▶ **Activity**: Where in the records does the word "Deserialize" occur? Copy each line in which it does.

Saved data entries
-- Opening Marker --
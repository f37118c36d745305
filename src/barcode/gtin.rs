//! EAN-8, EAN-13, UPC-A, GTIN-14 and SSCC with GS1 mod-10 check digits.

use serde::{Deserialize, Serialize};
use thiserror::Error;

use crate::core::checksum::gs1_check_digit;

/// Errors raised by barcode message handling.
#[derive(Debug, Clone, PartialEq, Eq, Error)]
#[non_exhaustive]
pub enum BarcodeError {
    /// Message length does not fit the symbology and checksum mode.
    #[error("{symbology} message must have {expected} digits, got {actual}")]
    InvalidLength {
        symbology: &'static str,
        expected: String,
        actual: usize,
    },

    /// Message contains something other than ASCII digits.
    #[error("message '{0}' must contain only digits")]
    NonNumeric(String),

    /// The trailing check digit does not match the computed one.
    #[error("check digit mismatch: expected {expected}, found {actual}")]
    ChecksumMismatch { expected: u8, actual: u8 },

    /// UPC-E only supports number systems 0 and 1.
    #[error("unsupported UPC-E number system {0}")]
    UnsupportedNumberSystem(char),
}

/// How a message's check digit is treated.
#[derive(Debug, Clone, Copy, PartialEq, Eq, Hash, Default, Serialize, Deserialize)]
pub enum ChecksumMode {
    /// Infer from the length: data length → add, data length + 1 → check.
    #[default]
    Auto,
    /// Message carries no check digit; compute and append it.
    Add,
    /// Message carries a check digit; verify it.
    Check,
    /// Pass the message through unchanged.
    Ignore,
}

/// GS1 numbering schemes sharing the mod-10 check digit.
#[derive(Debug, Clone, Copy, PartialEq, Eq, Hash, Serialize, Deserialize)]
pub enum Symbology {
    Ean8,
    Ean13,
    UpcA,
    Gtin14,
    Sscc,
}

impl Symbology {
    /// Number of data digits, excluding the check digit.
    pub fn data_len(self) -> usize {
        match self {
            Self::Ean8 => 7,
            Self::Ean13 => 12,
            Self::UpcA => 11,
            Self::Gtin14 => 13,
            Self::Sscc => 17,
        }
    }

    pub fn name(self) -> &'static str {
        match self {
            Self::Ean8 => "EAN-8",
            Self::Ean13 => "EAN-13",
            Self::UpcA => "UPC-A",
            Self::Gtin14 => "GTIN-14",
            Self::Sscc => "SSCC",
        }
    }
}

/// Compute the GS1 check digit for a string of data digits.
pub fn calculate_check_digit(data: &str) -> Result<u8, BarcodeError> {
    if data.is_empty() {
        return Err(BarcodeError::NonNumeric(data.to_string()));
    }
    gs1_check_digit(data).ok_or_else(|| BarcodeError::NonNumeric(data.to_string()))
}

/// Check whether a complete code (data plus trailing check digit) is valid.
pub fn is_valid_check_digit(code: &str) -> bool {
    if code.len() < 2 || !code.bytes().all(|b| b.is_ascii_digit()) {
        return false;
    }
    let (data, check) = code.split_at(code.len() - 1);
    gs1_check_digit(data) == Some(check.as_bytes()[0] - b'0')
}

/// A barcode message of one symbology together with its checksum mode.
#[derive(Debug, Clone, PartialEq, Eq, Serialize, Deserialize)]
pub struct GtinCode {
    symbology: Symbology,
    message: String,
    mode: ChecksumMode,
}

impl GtinCode {
    pub fn new(symbology: Symbology, message: impl Into<String>, mode: ChecksumMode) -> Self {
        Self {
            symbology,
            message: message.into(),
            mode,
        }
    }

    pub fn symbology(&self) -> Symbology {
        self.symbology
    }

    pub fn message(&self) -> &str {
        &self.message
    }

    pub fn mode(&self) -> ChecksumMode {
        self.mode
    }

    fn length_error(&self, expected: String) -> BarcodeError {
        BarcodeError::InvalidLength {
            symbology: self.symbology.name(),
            expected,
            actual: self.message.len(),
        }
    }

    /// Validate the message against the symbology and checksum mode.
    pub fn validate(&self) -> Result<(), BarcodeError> {
        self.with_correct_checksum().map(|_| ())
    }

    /// The full code including a correct check digit.
    ///
    /// `Add` appends the computed digit, `Check` verifies the present one,
    /// `Ignore` returns the message unchanged (digits only, either length).
    pub fn with_correct_checksum(&self) -> Result<String, BarcodeError> {
        if !self.message.bytes().all(|b| b.is_ascii_digit()) {
            return Err(BarcodeError::NonNumeric(self.message.clone()));
        }
        let data_len = self.symbology.data_len();
        let len = self.message.len();
        let either = || format!("{data_len} or {}", data_len + 1);
        match self.mode {
            ChecksumMode::Add | ChecksumMode::Auto if len == data_len => {
                let check = calculate_check_digit(&self.message)?;
                Ok(format!("{}{check}", self.message))
            }
            ChecksumMode::Check | ChecksumMode::Auto if len == data_len + 1 => {
                let (data, actual) = self.message.split_at(data_len);
                let expected = calculate_check_digit(data)?;
                let actual = actual.as_bytes()[0] - b'0';
                if expected != actual {
                    return Err(BarcodeError::ChecksumMismatch { expected, actual });
                }
                Ok(self.message.clone())
            }
            ChecksumMode::Ignore if len == data_len || len == data_len + 1 => {
                Ok(self.message.clone())
            }
            ChecksumMode::Add => Err(self.length_error(data_len.to_string())),
            ChecksumMode::Check => Err(self.length_error((data_len + 1).to_string())),
            ChecksumMode::Auto | ChecksumMode::Ignore => Err(self.length_error(either())),
        }
    }
}

/// EAN-8 (7 data digits).
pub struct Ean8;
/// EAN-13 (12 data digits).
pub struct Ean13;
/// UPC-A (11 data digits).
pub struct UpcA;
/// GTIN-14 / ITF-14 (13 data digits).
pub struct Gtin14;
/// Serial Shipping Container Code (17 data digits).
pub struct Sscc;

macro_rules! symbology_ctor {
    ($ty:ident, $sym:expr) => {
        impl $ty {
            /// Message with automatic checksum handling.
            #[allow(clippy::new_ret_no_self)]
            pub fn new(message: impl Into<String>) -> GtinCode {
                GtinCode::new($sym, message, ChecksumMode::Auto)
            }

            /// Message with an explicit checksum mode.
            pub fn with_mode(message: impl Into<String>, mode: ChecksumMode) -> GtinCode {
                GtinCode::new($sym, message, mode)
            }
        }
    };
}

symbology_ctor!(Ean8, Symbology::Ean8);
symbology_ctor!(Ean13, Symbology::Ean13);
symbology_ctor!(UpcA, Symbology::UpcA);
symbology_ctor!(Gtin14, Symbology::Gtin14);
symbology_ctor!(Sscc, Symbology::Sscc);

#[cfg(test)]
mod tests {
    use super::*;

    #[test]
    fn ean8_add() {
        assert_eq!(Ean8::new("1234567").with_correct_checksum().unwrap(), "12345670");
    }

    #[test]
    fn ean8_check_mode_rejects_short_message() {
        let code = Ean8::with_mode("123456", ChecksumMode::Check);
        assert!(matches!(code.validate(), Err(BarcodeError::InvalidLength { .. })));
    }

    #[test]
    fn ean13_auto_check() {
        assert!(Ean13::new("4006381333931").validate().is_ok());
        assert_eq!(
            Ean13::new("4006381333932").validate(),
            Err(BarcodeError::ChecksumMismatch {
                expected: 1,
                actual: 2
            })
        );
    }

    #[test]
    fn auto_rejects_other_lengths() {
        assert!(Ean13::new("40063813339").validate().is_err());
        assert!(Ean13::new("400638133393100").validate().is_err());
    }

    #[test]
    fn add_mode_requires_data_length() {
        assert!(Ean8::with_mode("12345670", ChecksumMode::Add).validate().is_err());
    }

    #[test]
    fn ignore_passes_through() {
        let code = UpcA::with_mode("036000291459", ChecksumMode::Ignore);
        assert_eq!(code.with_correct_checksum().unwrap(), "036000291459");
        assert!(UpcA::with_mode("0360", ChecksumMode::Ignore).validate().is_err());
    }

    #[test]
    fn non_numeric_rejected() {
        assert!(matches!(
            Ean8::new("12a4567").validate(),
            Err(BarcodeError::NonNumeric(_))
        ));
    }

    #[test]
    fn sscc_and_gtin14() {
        assert_eq!(
            Sscc::new("00614141123456789").with_correct_checksum().unwrap(),
            "006141411234567890"
        );
        assert_eq!(
            Gtin14::new("9501101530003").with_correct_checksum().unwrap(),
            "95011015300038"
        );
    }

    #[test]
    fn complete_code_check() {
        assert!(is_valid_check_digit("4006381333931"));
        assert!(is_valid_check_digit("12345670"));
        assert!(!is_valid_check_digit("12345671"));
        assert!(!is_valid_check_digit("1"));
        assert!(!is_valid_check_digit("1234567a"));
    }
}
-- Closing Marker --
▶ **Response**:
use serde::{Deserialize, Serialize};
#[derive(Debug, Clone, Copy, PartialEq, Eq, Hash, Default, Serialize, Deserialize)]
#[derive(Debug, Clone, Copy, PartialEq, Eq, Hash, Serialize, Deserialize)]
#[derive(Debug, Clone, PartialEq, Eq, Serialize, Deserialize)]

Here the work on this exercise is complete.